Assigned task:
Report all lines in the records that hold the string "cleared".

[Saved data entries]

▽

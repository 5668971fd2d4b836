//! Tiered Cache Module
//!
//! Read-through / write-through orchestration of the memory and disk tiers.

use std::sync::{Mutex, MutexGuard, PoisonError};
use std::time::Duration;

use serde::de::DeserializeOwned;
use serde::Serialize;
use serde_json::Value;
use tracing::{debug, info, warn};

use crate::cache::{
    CacheCounters, CacheEntry, CleanupReport, DiskStore, MemoryStore, TieredStats, MAX_KEY_LENGTH,
};
use crate::config::Config;
use crate::error::{CacheError, Result};

// == Tiered Cache ==
/// Two-tier cache: a synchronous memory tier in front of a durable disk tier.
///
/// Owned by the host application and shared as `Arc<TieredCache>`. The memory
/// lock is never held across an `.await`.
#[derive(Debug)]
pub struct TieredCache {
    memory: Mutex<MemoryStore>,
    disk: DiskStore,
    counters: Mutex<CacheCounters>,
}

impl TieredCache {
    // == Constructor ==
    pub fn new(memory: MemoryStore, disk: DiskStore) -> Self {
        Self {
            memory: Mutex::new(memory),
            disk,
            counters: Mutex::new(CacheCounters::new()),
        }
    }

    /// Builds the cache from configuration. Nothing touches the disk until the
    /// first write.
    pub fn from_config(config: &Config) -> Self {
        Self::new(
            MemoryStore::new(config.max_entries, config.default_ttl),
            DiskStore::new(&config.cache_dir),
        )
    }

    // == Get ==
    /// Looks `key` up in memory, then on disk.
    ///
    /// A disk hit is promoted into memory with the durable entry's timestamps,
    /// so the promoted copy expires exactly when the file does. Promotion is
    /// skipped when the memory tier changed while the file was being read, so
    /// a concurrent write or removal is never overwritten.
    pub async fn get<T>(&self, key: &str) -> Result<Option<T>>
    where
        T: DeserializeOwned,
    {
        validate_key(key)?;

        let (cached, generation) = {
            let mut memory = self.memory();
            (memory.get(key), memory.generation())
        };
        if let Some(value) = cached {
            debug!(key, "Memory hit");
            self.counters().record_memory_hit();
            return Ok(decode(key, value));
        }

        match self.disk.get(key).await {
            Some(entry) => {
                let ttl_remaining_ms = entry.ttl_remaining_ms();
                let value = entry.value.clone();
                let promoted = self.memory().promote(key, entry, generation);
                debug!(key, ttl_remaining_ms, promoted, "Disk hit");
                self.counters().record_disk_hit();
                Ok(decode(key, value))
            }
            None => {
                debug!(key, "Cache miss");
                self.counters().record_miss();
                Ok(None)
            }
        }
    }

    /// Looks `key` up in the memory tier only.
    pub fn get_memory_only<T>(&self, key: &str) -> Result<Option<T>>
    where
        T: DeserializeOwned,
    {
        validate_key(key)?;

        let cached = self.memory().get(key);
        match cached {
            Some(value) => {
                self.counters().record_memory_hit();
                Ok(decode(key, value))
            }
            None => {
                self.counters().record_miss();
                Ok(None)
            }
        }
    }

    // == Set ==
    /// Writes `value` to both tiers.
    ///
    /// The memory write always lands; the disk write is best-effort and its
    /// failure is logged, not returned. Serialization errors propagate.
    pub async fn set<T>(&self, key: &str, value: &T, ttl: Option<Duration>) -> Result<bool>
    where
        T: Serialize + ?Sized,
    {
        let entry = self.build_entry(key, value, ttl)?;

        self.memory().insert_entry(key, entry.clone());
        let disk_ok = self.disk.set(key, &entry).await;
        if !disk_ok {
            warn!(key, "Disk write failed, entry held in memory only");
        }

        self.counters().record_write(disk_ok);
        Ok(true)
    }

    /// Writes `value` to the memory tier only.
    pub fn set_memory_only<T>(&self, key: &str, value: &T, ttl: Option<Duration>) -> Result<bool>
    where
        T: Serialize + ?Sized,
    {
        let entry = self.build_entry(key, value, ttl)?;
        self.memory().insert_entry(key, entry);
        self.counters().record_write(true);
        Ok(true)
    }

    // == Delete ==
    /// Removes `key` from both tiers. Returns `false` if the file could not be
    /// removed.
    pub async fn delete(&self, key: &str) -> bool {
        self.memory().delete(key);
        let deleted = self.disk.delete(key).await;
        // Drops a copy promoted while the file was still on disk.
        self.memory().delete(key);
        deleted
    }

    // == Clear ==
    pub async fn clear(&self) -> bool {
        self.memory().clear();
        let cleared = self.disk.clear().await;
        self.memory().clear();
        info!(disk_cleared = cleared, "Cache cleared");
        cleared
    }

    // == Cleanup ==
    /// Purges expired entries from both tiers.
    pub async fn cleanup(&self) -> Result<CleanupReport> {
        let memory_removed = self.memory().cleanup();
        let disk_removed = self.disk.cleanup().await?;

        Ok(CleanupReport {
            memory_removed,
            disk_removed,
        })
    }

    // == Stats ==
    pub async fn stats(&self) -> TieredStats {
        let memory = self.memory().stats();
        let disk = self.disk.stats().await;
        let counters = self.counters().clone();
        let hit_rate = counters.hit_rate();

        TieredStats {
            memory,
            disk,
            counters,
            hit_rate,
        }
    }

    /// Removes every entry in either tier whose key satisfies `predicate`.
    /// Returns `(memory_removed, disk_removed)`.
    pub(crate) async fn remove_matching<F>(&self, predicate: F) -> (usize, usize)
    where
        F: Fn(&str) -> bool,
    {
        let memory_removed = self.memory().remove_matching(&predicate);
        let disk_removed = self.disk.remove_matching(&predicate).await;
        // Drops copies promoted while the files were still on disk.
        self.memory().remove_matching(&predicate);
        (memory_removed, disk_removed)
    }

    /// Keys held by the memory tier.
    pub fn memory_keys(&self) -> Vec<String> {
        self.memory().keys()
    }

    pub fn disk(&self) -> &DiskStore {
        &self.disk
    }

    fn build_entry<T>(&self, key: &str, value: &T, ttl: Option<Duration>) -> Result<CacheEntry>
    where
        T: Serialize + ?Sized,
    {
        validate_key(key)?;
        if ttl.is_some_and(|ttl| ttl.is_zero()) {
            return Err(CacheError::InvalidTtl);
        }

        let value = serde_json::to_value(value)?;
        let ttl = ttl.unwrap_or_else(|| self.memory().default_ttl());
        Ok(CacheEntry::new(value, ttl))
    }

    fn memory(&self) -> MutexGuard<'_, MemoryStore> {
        self.memory.lock().unwrap_or_else(PoisonError::into_inner)
    }

    fn counters(&self) -> MutexGuard<'_, CacheCounters> {
        self.counters.lock().unwrap_or_else(PoisonError::into_inner)
    }
}

fn validate_key(key: &str) -> Result<()> {
    if key.is_empty() {
        return Err(CacheError::InvalidKey("key must not be empty".to_string()));
    }
    if key.len() > MAX_KEY_LENGTH {
        return Err(CacheError::InvalidKey(format!(
            "key exceeds maximum length of {MAX_KEY_LENGTH} bytes"
        )));
    }
    Ok(())
}

/// A stored value of the wrong shape is treated as a miss.
fn decode<T>(key: &str, value: Value) -> Option<T>
where
    T: DeserializeOwned,
{
    match serde_json::from_value(value) {
        Ok(decoded) => Some(decoded),
        Err(err) => {
            warn!(key, error = %err, "Cached value has unexpected shape");
            None
        }
    }
}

△

Solution to this task:
        let cleared = self.disk.clear().await;
        info!(disk_cleared = cleared, "Cache cleared");
        cleared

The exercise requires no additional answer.